Our Lost & Found Services
Stray dogs that are brought to The Anti-Cruelty Society are transported to an authorized holding facility (Chicago Animal Care and Control: 312-747-1406 or Animal Welfare League: 773-667-0088) for the legally mandated three day stray hold period. These animals may be transferred back at the completion of the stray hold.
There is no stray hold period for cats that are brought to shelters without identification or a microchip.
If you have LOST a dog, please check with the City of Chicago’s Animal Care and Control facility, 2741 S. Western, Chicago, IL, 312-747-1406 or Animal Welfare League, 6224 S. Wabash, Chicago, IL, 773-667-0088.
Visit Every Shelter Often
It’s important that you visit every animal shelter in the area to look for your pet. It is necessary that you look for your pet in every shelter that holds strays because the description you give may not be the description another person would provide for that animal. For example, one person may describe the animal as being gray with white stripes and the next person may describe the animal as being black with cream stripes.
Chicago Animal Care and Control
- Please check the shelters daily until your pet is found. Don’t assume that a shelter will house your animal any longer than a few days.
- Contact the local veterinary practices in your area. They may have a “Lost & Found” bulletin board in their office.
- Notify people who are familiar with your pet to let them know it is lost
- Read the “found” ads and take out a “lost” ad in the Chicago Tribune, Sun-Times, or your local paper.
- Consider the old fashion pet finding techniques like posting fliers where you live (if your neighborhood permits it) and make sure you look for fliers that may be describing your pet found.
- Reach out to Lost Dogs Illinois on Facebook to create a free flyer, receive free tips and resources and post on social media.
Don’t Give Up
The first few days your pet is lost are most important. However, sometimes pets are found even after months of searching!
One of the most common reasons a pet will stray from home is because it is not spayed or neutered. Spaying or neutering your pet will eliminate your pet’s reproductive instincts and, therefore, decrease the chances of it straying from home to search for a mate.
DUE TO THE CORONAVIRUS, WE HAVE SUSPENDED SPAY/NEUTER SURGERIES UNTIL FURTHER NOTICE. We apologize for any inconvenience.

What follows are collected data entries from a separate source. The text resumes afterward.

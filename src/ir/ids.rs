//! Identifiers of SCoPs, statements and data references.
//!
//! Ids come from monotonically increasing atomic counters and are never
//! reused, even after the object carrying them is dropped, so debug output
//! stays stable within one process.

use once_cell::sync::Lazy;
use serde::{Serialize, Deserialize};
use std::fmt;
use std::sync::atomic::{AtomicU64, Ordering};

/// A unique identifier for SCoPs.
#[derive(Debug, Clone, Copy, PartialEq, Eq, Hash, PartialOrd, Ord, Serialize, Deserialize)]
pub struct ScopId(pub u64);

/// A unique identifier for polyhedral basic blocks.
#[derive(Debug, Clone, Copy, PartialEq, Eq, Hash, PartialOrd, Ord, Serialize, Deserialize)]
pub struct PbbId(pub u64);

/// A unique identifier for polyhedral data references.
#[derive(Debug, Clone, Copy, PartialEq, Eq, Hash, PartialOrd, Ord, Serialize, Deserialize)]
pub struct PdrId(pub u64);

/// Index of a data-reference descriptor in its region.
#[derive(Debug, Clone, Copy, PartialEq, Eq, Hash, PartialOrd, Ord, Serialize, Deserialize)]
pub struct DataRefId(pub usize);

impl fmt::Display for ScopId {
    fn fmt(&self, f: &mut fmt::Formatter<'_>) -> fmt::Result {
        write!(f, "scop_{}", self.0)
    }
}

impl fmt::Display for PbbId {
    fn fmt(&self, f: &mut fmt::Formatter<'_>) -> fmt::Result {
        write!(f, "pbb_{}", self.0)
    }
}

impl fmt::Display for PdrId {
    fn fmt(&self, f: &mut fmt::Formatter<'_>) -> fmt::Result {
        write!(f, "pdr_{}", self.0)
    }
}

impl fmt::Display for DataRefId {
    fn fmt(&self, f: &mut fmt::Formatter<'_>) -> fmt::Result {
        write!(f, "dr_{}", self.0)
    }
}

static GLOBAL: Lazy<IdAllocator> = Lazy::new(IdAllocator::new);

/// Allocator for the three id spaces.
///
/// Statements and data references use separate counters. The process-wide
/// instance lives for the whole process and is never reset; independent
/// allocators can be created for isolated runs.
#[derive(Debug, Default)]
pub struct IdAllocator {
    next_scop: AtomicU64,
    next_pbb: AtomicU64,
    next_pdr: AtomicU64,
}

impl IdAllocator {
    pub fn new() -> Self {
        Self::default()
    }

    /// The process-wide allocator.
    pub fn global() -> &'static IdAllocator {
        &GLOBAL
    }

    pub fn next_scop(&self) -> ScopId {
        ScopId(self.next_scop.fetch_add(1, Ordering::Relaxed))
    }

    pub fn next_pbb(&self) -> PbbId {
        PbbId(self.next_pbb.fetch_add(1, Ordering::Relaxed))
    }

    pub fn next_pdr(&self) -> PdrId {
        PdrId(self.next_pdr.fetch_add(1, Ordering::Relaxed))
    }
}
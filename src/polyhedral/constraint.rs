//! Linear constraints for polyhedral representation.
//!
//! A constraint is a linear inequality or equality:
//! - Inequality: expr >= 0
//! - Equality: expr = 0

use crate::polyhedral::expr::AffineExpr;
use serde::{Serialize, Deserialize};
use std::fmt;

/// A linear constraint.
#[derive(Debug, Clone, PartialEq, Eq, Hash, PartialOrd, Ord, Serialize, Deserialize)]
pub struct Constraint {
    /// Kind of constraint
    pub kind: ConstraintKind,
    /// The affine expression (constraint is: expr >= 0 or expr = 0)
    pub expr: AffineExpr,
}

/// Kind of constraint.
#[derive(Debug, Clone, Copy, PartialEq, Eq, Hash, PartialOrd, Ord, Serialize, Deserialize)]
pub enum ConstraintKind {
    /// Equal: expr = 0
    Equality,
    /// Greater than or equal: expr >= 0
    Inequality,
}

/// Outcome of normalizing a constraint over the integers.
#[derive(Debug, Clone, PartialEq, Eq)]
pub enum Normalized {
    /// Holds for every point; can be dropped.
    Trivial,
    /// Holds for no integer point.
    Infeasible,
    /// The tightened constraint.
    Constraint(Constraint),
}

impl Constraint {
    /// Create a new constraint.
    pub fn new(expr: AffineExpr, kind: ConstraintKind) -> Self {
        Self { kind, expr }
    }

    /// Create an inequality constraint: expr >= 0
    pub fn ge_zero(expr: AffineExpr) -> Self {
        Self::new(expr, ConstraintKind::Inequality)
    }

    /// Create an equality constraint: expr = 0
    pub fn eq_zero(expr: AffineExpr) -> Self {
        Self::new(expr, ConstraintKind::Equality)
    }

    /// Create a constraint: lhs >= rhs
    pub fn ge(lhs: AffineExpr, rhs: AffineExpr) -> Self {
        Self::ge_zero(lhs - rhs)
    }

    /// Create a constraint: lhs <= rhs
    pub fn le(lhs: AffineExpr, rhs: AffineExpr) -> Self {
        Self::ge_zero(rhs - lhs)
    }

    /// Create a constraint: lhs < rhs (i.e. rhs - lhs - 1 >= 0)
    pub fn lt(lhs: AffineExpr, rhs: AffineExpr) -> Self {
        let mut expr = rhs - lhs;
        expr.constant -= 1;
        Self::ge_zero(expr)
    }

    /// Create a constraint: lhs = rhs
    pub fn eq(lhs: AffineExpr, rhs: AffineExpr) -> Self {
        Self::eq_zero(lhs - rhs)
    }

    /// Create a lower bound constraint: var >= lower
    pub fn lower_bound(dim: usize, lower: i64, n_dim: usize, n_param: usize) -> Self {
        let mut expr = AffineExpr::var(dim, n_dim, n_param);
        expr.constant = -lower;
        Self::ge_zero(expr)
    }

    /// Create an upper bound constraint: var <= upper
    pub fn upper_bound(dim: usize, upper: i64, n_dim: usize, n_param: usize) -> Self {
        let mut expr = -AffineExpr::var(dim, n_dim, n_param);
        expr.constant = upper;
        Self::ge_zero(expr)
    }

    /// Create a strict upper bound constraint: var < upper
    pub fn strict_upper_bound(dim: usize, upper: i64, n_dim: usize, n_param: usize) -> Self {
        Self::upper_bound(dim, upper - 1, n_dim, n_param)
    }

    /// Check if this is an equality constraint.
    pub fn is_equality(&self) -> bool {
        matches!(self.kind, ConstraintKind::Equality)
    }

    /// Check if this is an inequality constraint.
    pub fn is_inequality(&self) -> bool {
        matches!(self.kind, ConstraintKind::Inequality)
    }

    /// Check if this constraint is satisfied by the given point. A point
    /// whose evaluation overflows `i64` satisfies nothing.
    pub fn is_satisfied(&self, dim_values: &[i64], param_values: &[i64]) -> bool {
        match (self.kind, self.expr.evaluate(dim_values, param_values)) {
            (_, Err(_)) => false,
            (ConstraintKind::Inequality, Ok(value)) => value >= 0,
            (ConstraintKind::Equality, Ok(value)) => value == 0,
        }
    }

    /// Negate an inequality: `expr >= 0` becomes `-expr - 1 >= 0`.
    ///
    /// The negation of an equality is a disjunction; it is returned as the
    /// two inequalities `expr - 1 >= 0` and `-expr - 1 >= 0`.
    pub fn negate(&self) -> Vec<Constraint> {
        let mut below = -self.expr.clone();
        below.constant -= 1;
        match self.kind {
            ConstraintKind::Inequality => vec![Self::ge_zero(below)],
            ConstraintKind::Equality => {
                let mut above = self.expr.clone();
                above.constant -= 1;
                vec![Self::ge_zero(above), Self::ge_zero(below)]
            }
        }
    }

    /// Tighten the constraint over the integers.
    ///
    /// Inequalities are divided by the gcd of their coefficients with the
    /// constant rounded down; equalities whose constant is not a multiple of
    /// that gcd have no integer solution.
    pub fn normalize(&self) -> Normalized {
        let g = self.expr.coeff_gcd();
        if g == 0 {
            let holds = match self.kind {
                ConstraintKind::Inequality => self.expr.constant >= 0,
                ConstraintKind::Equality => self.expr.constant == 0,
            };
            return if holds { Normalized::Trivial } else { Normalized::Infeasible };
        }
        let mut expr = self.expr.clone();
        match self.kind {
            ConstraintKind::Inequality => {
                if g > 1 {
                    expr.coeffs.iter_mut().for_each(|c| *c /= g);
                    expr.param_coeffs.iter_mut().for_each(|c| *c /= g);
                    expr.constant = num_integer::Integer::div_floor(&expr.constant, &g);
                }
                Normalized::Constraint(Self::ge_zero(expr))
            }
            ConstraintKind::Equality => {
                if expr.constant % g != 0 {
                    return Normalized::Infeasible;
                }
                expr = expr.floor_div(g).unwrap_or(expr);
                // Canonical sign: first non-zero coefficient positive.
                let first = expr.coeffs.iter()
                    .chain(expr.param_coeffs.iter())
                    .copied()
                    .find(|&c| c != 0)
                    .unwrap_or(1);
                if first < 0 {
                    expr = -expr;
                }
                Normalized::Constraint(Self::eq_zero(expr))
            }
        }
    }

    /// Get the number of dimensions.
    pub fn n_dim(&self) -> usize {
        self.expr.n_dim()
    }

    /// Get the number of parameters.
    pub fn n_param(&self) -> usize {
        self.expr.n_param()
    }

    /// Embed the dimensions at `offset` in a space of `n_total` dimensions.
    pub fn lift(&self, offset: usize, n_total: usize) -> Self {
        Self::new(self.expr.lift(offset, n_total), self.kind)
    }

    /// Convert to string with given names.
    pub fn to_string_with_names(&self, dim_names: &[String], param_names: &[String]) -> String {
        let expr_str = self.expr.to_string_with_names(dim_names, param_names);
        match self.kind {
            ConstraintKind::Inequality => format!("{} >= 0", expr_str),
            ConstraintKind::Equality => format!("{} = 0", expr_str),
        }
    }
}

impl fmt::Display for Constraint {
    fn fmt(&self, f: &mut fmt::Formatter<'_>) -> fmt::Result {
        let dim_names: Vec<String> = (0..self.n_dim()).map(|i| format!("d{}", i)).collect();
        let param_names: Vec<String> = (0..self.n_param()).map(|i| format!("p{}", i)).collect();
        write!(f, "{}", self.to_string_with_names(&dim_names, &param_names))
    }
}

/// A system of constraints (a conjunction).
#[derive(Debug, Clone, Default, PartialEq, Eq, Serialize, Deserialize)]
pub struct ConstraintSystem {
    /// All constraints in the system
    pub constraints: Vec<Constraint>,
    /// Number of dimensions (constraint columns)
    pub n_dim: usize,
    /// Number of parameters
    pub n_param: usize,
}

impl ConstraintSystem {
    /// Create an empty constraint system.
    pub fn new(n_dim: usize, n_param: usize) -> Self {
        Self {
            constraints: Vec::new(),
            n_dim,
            n_param,
        }
    }

    /// Add a constraint.
    pub fn add(&mut self, constraint: Constraint) {
        assert_eq!(constraint.n_dim(), self.n_dim);
        assert_eq!(constraint.n_param(), self.n_param);
        self.constraints.push(constraint);
    }

    /// Add multiple constraints.
    pub fn add_all(&mut self, constraints: impl IntoIterator<Item = Constraint>) {
        for c in constraints {
            self.add(c);
        }
    }

    /// Get all equality constraints.
    pub fn equalities(&self) -> impl Iterator<Item = &Constraint> {
        self.constraints.iter().filter(|c| c.is_equality())
    }

    /// Get all inequality constraints.
    pub fn inequalities(&self) -> impl Iterator<Item = &Constraint> {
        self.constraints.iter().filter(|c| c.is_inequality())
    }

    /// Check if a point satisfies all constraints.
    pub fn is_satisfied(&self, dim_values: &[i64], param_values: &[i64]) -> bool {
        self.constraints.iter().all(|c| c.is_satisfied(dim_values, param_values))
    }

    /// Check if the system has no constraints.
    pub fn is_empty(&self) -> bool {
        self.constraints.is_empty()
    }

    /// Get the number of constraints.
    pub fn len(&self) -> usize {
        self.constraints.len()
    }

    /// Drop duplicate constraints, keeping the first occurrence.
    pub fn dedup(&mut self) {
        let mut seen = std::collections::HashSet::new();
        self.constraints.retain(|c| seen.insert(c.clone()));
    }
}

#[cfg(test)]
mod tests {
    use super::*;

    #[test]
    fn test_lower_bound() {
        let c = Constraint::lower_bound(0, 0, 2, 0);
        assert!(c.is_satisfied(&[0, 0], &[]));
        assert!(c.is_satisfied(&[5, 0], &[]));
        assert!(!c.is_satisfied(&[-1, 0], &[]));
    }

    #[test]
    fn test_upper_bound() {
        let c = Constraint::upper_bound(0, 10, 2, 0);
        assert!(c.is_satisfied(&[10, 0], &[]));
        assert!(!c.is_satisfied(&[11, 0], &[]));
    }

    #[test]
    fn test_overflowing_point_not_satisfied() {
        // 2i >= 0 holds for every non-negative i that fits
        let c = Constraint::ge_zero(AffineExpr::var(0, 1, 0).scale(2));
        assert!(c.is_satisfied(&[i64::MAX / 2], &[]));
        assert!(!c.is_satisfied(&[i64::MAX], &[]));
    }

    #[test]
    fn test_normalize_tightens_inequality() {
        // 2i - 3 >= 0  ==>  i - 2 >= 0
        let mut expr = AffineExpr::var(0, 1, 0).scale(2);
        expr.constant = -3;
        match Constraint::ge_zero(expr).normalize() {
            Normalized::Constraint(c) => {
                assert_eq!(c.expr.coeffs, vec![1]);
                assert_eq!(c.expr.constant, -2);
            }
            other => panic!("unexpected {:?}", other),
        }
    }

    #[test]
    fn test_normalize_equality_gcd_test() {
        // 2i - 1 = 0 has no integer solution
        let mut expr = AffineExpr::var(0, 1, 0).scale(2);
        expr.constant = -1;
        assert_eq!(Constraint::eq_zero(expr).normalize(), Normalized::Infeasible);
    }

    #[test]
    fn test_negate_equality() {
        let c = Constraint::eq_zero(AffineExpr::var(0, 1, 0));
        let neg = c.negate();
        assert_eq!(neg.len(), 2);
        assert!(neg.iter().any(|n| n.is_satisfied(&[1], &[])));
        assert!(neg.iter().all(|n| !n.is_satisfied(&[0], &[])));
    }

    #[test]
    fn test_constraint_system() {
        let mut sys = ConstraintSystem::new(2, 0);
        sys.add(Constraint::lower_bound(0, 0, 2, 0));
        sys.add(Constraint::strict_upper_bound(0, 10, 2, 0));
        sys.add(Constraint::lower_bound(1, 0, 2, 0));
        sys.add(Constraint::strict_upper_bound(1, 10, 2, 0));
        sys.add(Constraint::lower_bound(1, 0, 2, 0));
        sys.dedup();
        assert_eq!(sys.len(), 4);

        assert!(sys.is_satisfied(&[0, 0], &[]));
        assert!(sys.is_satisfied(&[9, 9], &[]));
        assert!(!sys.is_satisfied(&[10, 0], &[]));
        assert!(!sys.is_satisfied(&[-1, 0], &[]));
    }
}
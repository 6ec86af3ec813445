//! pagebuddy - Main CLI Entry Point

use anyhow::{Context, Result};
use clap::Parser;
use colored::Colorize;
use pagebuddy::{
    cli::{sanitize_view_name, Args, Commands},
    config::Config,
    dataset::Dataset,
    pager::PageManager,
    settings::SettingsManager,
    store::FileStore,
    viewer::{BrowseSession, ListView},
};

fn main() -> Result<()> {
    let args = Args::parse();

    if let Err(message) = args.validate() {
        eprintln!("{} {}", "Error:".red().bold(), message);
        std::process::exit(2);
    }

    let mut config = Config::load(args.config.clone())?;
    if let Some(data_dir) = &args.data_dir {
        config.paths.state_dir = data_dir.display().to_string();
    }

    if args.plain || !config.viewer.color_output {
        colored::control::set_override(false);
    }

    match &args.command {
        Some(Commands::Config) => {
            show_config(&config)?;
        }
        Some(Commands::Clean { view }) => {
            clean_settings(&config, view.as_deref())?;
        }
        None => {
            browse(&args, &config)?;
        }
    }

    Ok(())
}

/// Open the data source and hand it to the interactive browser
fn browse(args: &Args, config: &Config) -> Result<()> {
    let dataset = match (&args.file, args.sample) {
        (Some(path), _) => Dataset::from_file(path)
            .with_context(|| format!("Failed to open {}", path.display()))?,
        (None, Some(count)) => Dataset::sample(count),
        (None, None) => anyhow::bail!("Data source required. Pass a FILE or --sample N."),
    };

    let view_name = args.view_name();
    let store = FileStore::new(config.views_dir())?;
    let settings = SettingsManager::new(Box::new(store));

    // Page size precedence: run flag, then the remembered size, then the
    // configured default already inside the pager
    let mut pager = PageManager::with_config(config.pagination.clone());
    let page_size = match args.page_size {
        Some(size) => Some(size),
        None => remembered_page_size(&settings, &view_name, config),
    };
    if let Some(size) = page_size {
        pager.set_items_per_page(size);
    }

    let view = ListView::new(&view_name, dataset, pager);
    let mut session = BrowseSession::new(view, settings, config)?;
    session.run()
}

/// Look up the saved page size for a view, tolerating a corrupt entry
fn remembered_page_size(
    settings: &SettingsManager,
    view_name: &str,
    config: &Config,
) -> Option<usize> {
    if !config.viewer.remember_page_size {
        return None;
    }

    match settings.load_view(view_name) {
        Ok(saved) => saved.map(|s| s.items_per_page),
        Err(e) => {
            eprintln!(
                "{} Ignoring saved settings for '{}': {}",
                "Warning:".yellow().bold(),
                view_name,
                e
            );
            None
        }
    }
}

/// Print the effective configuration as TOML
fn show_config(config: &Config) -> Result<()> {
    let rendered = toml::to_string_pretty(config)?;

    println!("{}", "pagebuddy configuration".bold().cyan());
    println!("{}", "=".repeat(40).cyan());
    println!("{}", rendered.trim_end());
    println!();
    println!("State directory:   {}", config.state_dir().display());
    println!("Saved views:       {}", config.views_dir().display());
    println!("Input history:     {}", config.history_file().display());

    Ok(())
}

/// Remove saved view settings, one view or all of them
fn clean_settings(config: &Config, view: Option<&str>) -> Result<()> {
    let store = FileStore::new(config.views_dir())?;
    let mut settings = SettingsManager::new(Box::new(store));

    match view {
        Some(raw) => {
            let name = sanitize_view_name(raw);
            // A corrupt entry still gets removed here
            match settings.load_view(&name) {
                Ok(None) => println!("No saved settings for '{}'.", name),
                _ => {
                    settings.clear_view(&name)?;
                    println!("{} Removed saved settings for '{}'.", "✓".green(), name);
                }
            }
        }
        None => {
            let removed = settings.clear_all()?;
            if removed == 0 {
                println!("No saved view settings found.");
            } else {
                println!("{} Removed settings for {} view(s).", "✓".green(), removed);
            }
        }
    }

    Ok(())
}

If you see an unaccompanied, free-roaming pet without an I.D. tag outside, follow these steps to help him find his family.
- If the animal is not in imminent danger, leave him. Most lost pets are less than a mile from home and the vast majority either return home on their own or are recovered by their owners searching for them in the neighborhood. Comparatively, it is estimated that less than five percent of cats and about one quarter of dogs taken to shelters as strays are reunited with their families. If this idea doesn’t sit well with you, spend the time you would have used catching and transporting the pet to a shelter observing him to be sure he is safe. Frightened animals could become endangered if followed too closely and startled so maintain distance.
- Search for lost pet posts on web sites such as Lost Dogs Illinois, Lost Cats Illinois, Craigslist, NextDoor, and neighborhood group pages on Facebook.
- Post your own found pet notification on those sites.
- Ask anyone you see in the neighborhood if they recognize the pet and know where he lives.
- Take the pet to the nearest veterinary hospital or police department to be scanned for a microchip.
- Surrendering to a shelter should be the last resort. Statistically, lost pets have a much better chance of getting home if they are not taken from their neighborhoods.